It would be helpful if statistics on the distribution of significant scores from E row comparison after the t-test are provided. Further, you have so far compared allosteric with orthosteric, it would be interesting to compare the same distribution/statistics with allosteric vs. non-orthosteric residues. It may serve as a very good benchmark. The idea would be to see if the events of significance from allosteric vs. orthosteric are different/unique if we pick and compare any two random patches in the protein.

As suggested, we have added some examples of distributions of the statistics corresponding to significant scores obtained from the t-test (Figure 3—figure supplement 2).

We also have added the difference between the evolutionary coupling between orthosteric and allosteric pockets and the evolutionary coupling between two random patches in the protein in the revised manuscript (The last paragraph of The evolutionary coupling between orthosteric and allosteric sites is stronger). For each protein in the data set, two residues that are not part of the orthosteric and allosteric sites were randomly selected from the surface residues. Among them, one was taken as the first center and the residues around it with the same number as the residues in orthosteric pocket were selected as patch1; and the other residue was taken as the second center and the residues around it with the same number as the residues in allosteric pocket were selected as patch2. Then we calculated the evolutionary coupling strength between the patch1 and patch2. The process was repeated four times, and then the mean and standard deviation of the evolutionary coupling strength were calculated. We then compared the evolutionary coupling strength between patch1 and patch2 with that between orthosteric and allosteric sites. The results showed that the evolutionary coupling strength between orthosteric and allosteric sites was significantly higher than that between two random patches (Figure 2—figure supplement 3). In other words, there is intrinsic evolutionary coupling between orthosteric and allosteric sites, which is different from the evolutionary coupling between any two random patches.

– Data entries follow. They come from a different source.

//! Core data structures shared across the agent.

use serde::Deserialize;

/// Per-device network and identity facts fetched once from the inventory
/// service. Consumed read-only by every configuration step.
///
/// Missing fields decode to empty strings, which is also the degraded
/// profile the orchestrator uses when the inventory lookup fails entirely.
#[derive(Debug, Clone, Default, PartialEq, Eq, Deserialize)]
#[serde(default)]
pub struct DeviceNetworkProfile {
    #[serde(rename = "Bonding", alias = "bonding")]
    pub bonding: String,
    #[serde(rename = "Gateway", alias = "gateway")]
    pub gateway: String,
    #[serde(rename = "Hostname", alias = "hostname")]
    pub hostname: String,
    #[serde(rename = "Ip", alias = "ip")]
    pub ip: String,
    #[serde(rename = "Netmask", alias = "netmask")]
    pub netmask: String,
    #[serde(rename = "Trunk", alias = "trunk")]
    pub trunk: String,
    #[serde(rename = "Vlan", alias = "vlan")]
    pub vlan: String,
    #[serde(rename = "HWADDR", alias = "hwaddr")]
    pub hwaddr: String,
}

/// A single progress telemetry emission: completion fraction plus the
/// human-readable stage name and the machine stage key.
#[derive(Debug, Clone, Copy, PartialEq)]
pub struct ProgressEvent {
    pub fraction: f64,
    pub label: &'static str,
    pub key: &'static str,
}

/// The fixed progress checkpoints of a provisioning run.
#[derive(Debug, Clone, Copy, PartialEq, Eq)]
pub enum Stage {
    Partition,
    Hostname,
    Network,
    Registry,
    Finish,
}

impl Stage {
    /// The progress event emitted when this stage completes.
    pub fn event(self) -> ProgressEvent {
        match self {
            Stage::Partition => ProgressEvent {
                fraction: 0.70,
                label: "partition disk",
                key: "diskpart",
            },
            Stage::Hostname => ProgressEvent {
                fraction: 0.75,
                label: "change hostname",
                key: "change hostname",
            },
            Stage::Network => ProgressEvent {
                fraction: 0.80,
                label: "change network",
                key: "change network",
            },
            Stage::Registry => ProgressEvent {
                fraction: 0.90,
                label: "change registry",
                key: "change reg",
            },
            Stage::Finish => ProgressEvent {
                fraction: 1.00,
                label: "finish",
                key: "finish",
            },
        }
    }
}

/// Agent version string with the build date, logged at startup.
pub fn version() -> String {
    format!(
        "v{} ({})",
        env!("CARGO_PKG_VERSION"),
        chrono::Local::now().format("%Y-%m-%d")
    )
}
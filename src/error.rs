//! Unified error type hierarchy for the first-boot agent.
//!
//! Provides structured error handling with CommandError, StepError,
//! InventoryError, ReportError, ConfigError, and the global AgentError.

use std::io;
use thiserror::Error;

/// External command dispatch errors.
#[derive(Error, Debug)]
pub enum CommandError {
    #[error("failed to write command script: {0}")]
    ScriptWrite(io::Error),

    #[error("failed to spawn command interpreter: {0}")]
    Spawn(io::Error),

    #[error("command exited with code {code}: {detail}")]
    ExitStatus { code: i32, detail: String },

    #[error("command terminated by signal")]
    Terminated,
}

/// Configuration step errors.
#[derive(Error, Debug)]
pub enum StepError {
    #[error("command dispatch failed: {0}")]
    Command(#[from] CommandError),

    #[error("caption not found in system information output")]
    CaptionNotFound,

    #[error("failed to write partitioning script: {0}")]
    PartitionScript(io::Error),

    #[error("partitioning utility failed: {0}")]
    PartitionFailed(String),

    #[error("hook script failed: {0}")]
    HookFailed(String),
}

/// Inventory service lookup errors.
#[derive(Error, Debug)]
pub enum InventoryError {
    #[error("inventory request failed: {0}")]
    Transport(reqwest::Error),

    #[error("http status code: {0}")]
    HttpStatus(u16),

    #[error("invalid inventory response: {0}")]
    Decode(reqwest::Error),
}

/// Progress-report delivery errors. Never fatal to the caller.
#[derive(Error, Debug)]
pub enum ReportError {
    #[error("progress report failed: {0}")]
    Transport(#[from] reqwest::Error),

    #[error("progress endpoint returned status {0}")]
    HttpStatus(u16),
}

/// Configuration file parsing and validation errors.
#[derive(Error, Debug)]
pub enum ConfigError {
    #[error("configuration file not found: {0}")]
    FileNotFound(String),

    #[error("invalid JSON in config: {0}")]
    InvalidJson(#[from] serde_json::Error),

    #[error("configuration validation failed: {0}")]
    ValidationFailed(String),

    #[error("IO error during config operations: {0}")]
    IoError(#[from] io::Error),
}

/// Global error type for the agent.
///
/// The provisioning run returns this from the orchestrator; only
/// `NetworkTimeout` terminates the process with a non-zero exit code.
#[derive(Error, Debug)]
pub enum AgentError {
    #[error("network readiness timeout for {host} after {attempts} attempts")]
    NetworkTimeout { host: String, attempts: u32 },

    #[error(transparent)]
    Step(#[from] StepError),

    #[error(transparent)]
    Inventory(#[from] InventoryError),

    #[error(transparent)]
    Report(#[from] ReportError),

    #[error(transparent)]
    Config(#[from] ConfigError),

    #[error("I/O error: {0}")]
    Io(#[from] io::Error),
}

/// Top-level result type for operations that may fail.
pub type Result<T> = std::result::Result<T, AgentError>;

A boxplot of Zscores for All, top200, top300, top400 pairs from Figure 1—figure supplement 2 would be very informative.

We have added the boxplot of Z-scores for All, top200, top300, top400 pairs from Figure 1—figure supplement 2 as suggested (Figure 2—figure supplement 2C).

As you have been using top zscore residues (>0.5 or >0.9 for enzymes), direct or indirect evidence for the statement in lines 306-307 is not very apparent from the provided data. This has to be flushed out further.

Thank you for the suggestion. We feel sorry for not explaining clearly how weak terms in $J_{ij}$ were used in our prediction. Since orthosteric and allosteric pockets are two different pockets, the residues in the two pockets generally do not contact. Therefore, when we calculate the coevolutionary coupling between residues in the two pockets, most of the evolutionary coupling values between residues in the two pockets are relatively small, that is, they correspond to the weak terms in $J_{ij}$ , as can be seen in Figure 1D. Then we got the number of significant differences of each residue by comparing the differences of these weak evolutionary coupling values of each residue in the allosteric pocket, and normalized the number of significant differences to Z-scores. A larger Z-score indicates that the evolutionary coupling values of this residue are significantly different from the evolutionary coupling values of more residues. In other words, $J_{ij}$ and Z-score are two different metrics. We have added this detailed explanation of the use of the weak terms in $J_{ij}$ in the revised manuscript (The first paragraph of Coevolution analysis revealed key allo-residues in allosteric pockets).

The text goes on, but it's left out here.